Predicting protein structures and simulating protein folding motions are two of the most important problems in computational biology today. Modern folding simulation methods rely on a scoring function, which attempts to distinguish the native structure (the most energetically stable 3D structure) from one or more non-native structures. Decoy databases are collections of non-native structures that are widely used to test and verify these scoring functions. We present a method to evaluate and improve the quality of decoy databases by adding novel structures and/or removing redundant structures.
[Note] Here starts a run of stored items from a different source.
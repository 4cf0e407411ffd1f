// SPDX-License-Identifier: Apache-2.0
// Copyright Open Network Fabric Authors

//! Check a topology plan against the limits an event device reports.

use crate::error::ConfigError;
use crate::topology::{Topology, TopologyPlan};
use eventdev::config::QueueKind;
use eventdev::info::DevInfo;
use tracing::debug;

/// Reject `plan` if it does not fit the device described by `info`.
///
/// This runs before the device is configured; a failure is a static misconfiguration.
#[tracing::instrument(level = "debug", skip(plan, info), fields(driver = info.driver_name))]
pub fn check_capabilities(
    plan: &TopologyPlan,
    info: &DevInfo,
    dequeue_depth: Option<u16>,
) -> Result<(), ConfigError> {
    if plan.queue_count() > usize::from(info.max_event_queues) {
        return Err(ConfigError::TooManyQueues {
            requested: plan.queue_count(),
            available: usize::from(info.max_event_queues),
        });
    }
    if plan.port_count() > usize::from(info.max_event_ports) {
        return Err(ConfigError::TooManyPorts {
            requested: plan.port_count(),
            available: usize::from(info.max_event_ports),
        });
    }
    if plan.nb_flows > info.max_event_queue_flows {
        return Err(ConfigError::TooManyFlows {
            requested: plan.nb_flows,
            available: info.max_event_queue_flows,
        });
    }
    if let Some(queue) = plan.queues.iter().find(|q| {
        q.kind != QueueKind::SingleLink && q.nb_atomic_order_sequences > info.max_num_events
    }) {
        return Err(ConfigError::TooManyOrderSequences {
            queue: queue.id,
            requested: queue.nb_atomic_order_sequences,
            available: info.max_num_events,
        });
    }
    match dequeue_depth {
        Some(0) => return Err(ConfigError::ZeroDequeueDepth),
        Some(depth) if depth > info.max_event_port_dequeue_depth => {
            return Err(ConfigError::DequeueDepth {
                requested: depth,
                available: info.max_event_port_dequeue_depth,
            });
        }
        _ => {}
    }
    if plan.topology == Topology::AllTypesQueue && !info.has_all_types_queues() {
        return Err(ConfigError::NoAllTypesQueues {
            driver: info.driver_name,
        });
    }
    debug!(
        "plan fits: {} of {} queues, {} of {} ports",
        plan.queue_count(),
        info.max_event_queues,
        plan.port_count(),
        info.max_event_ports
    );
    Ok(())
}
We test our approach on decoy databases of varying size and type and show significant improvement across a variety of metrics. Most improvement comes from the addition of novel structures indicating that our improved databases have more informative structures that are more likely to fool scoring functions. This work can aid the development and testing of better scoring functions, which in turn, will improve the quality of protein folding simulations.
We apply our methods to existing decoy sets and show that our algorithms are able to generate sets with lower energies and more diverse structures that are more likely to fool scoring functions of protein folding algorithms. All decoy sets were obtained from the Decoys 'R' Us database and are listed in the following table.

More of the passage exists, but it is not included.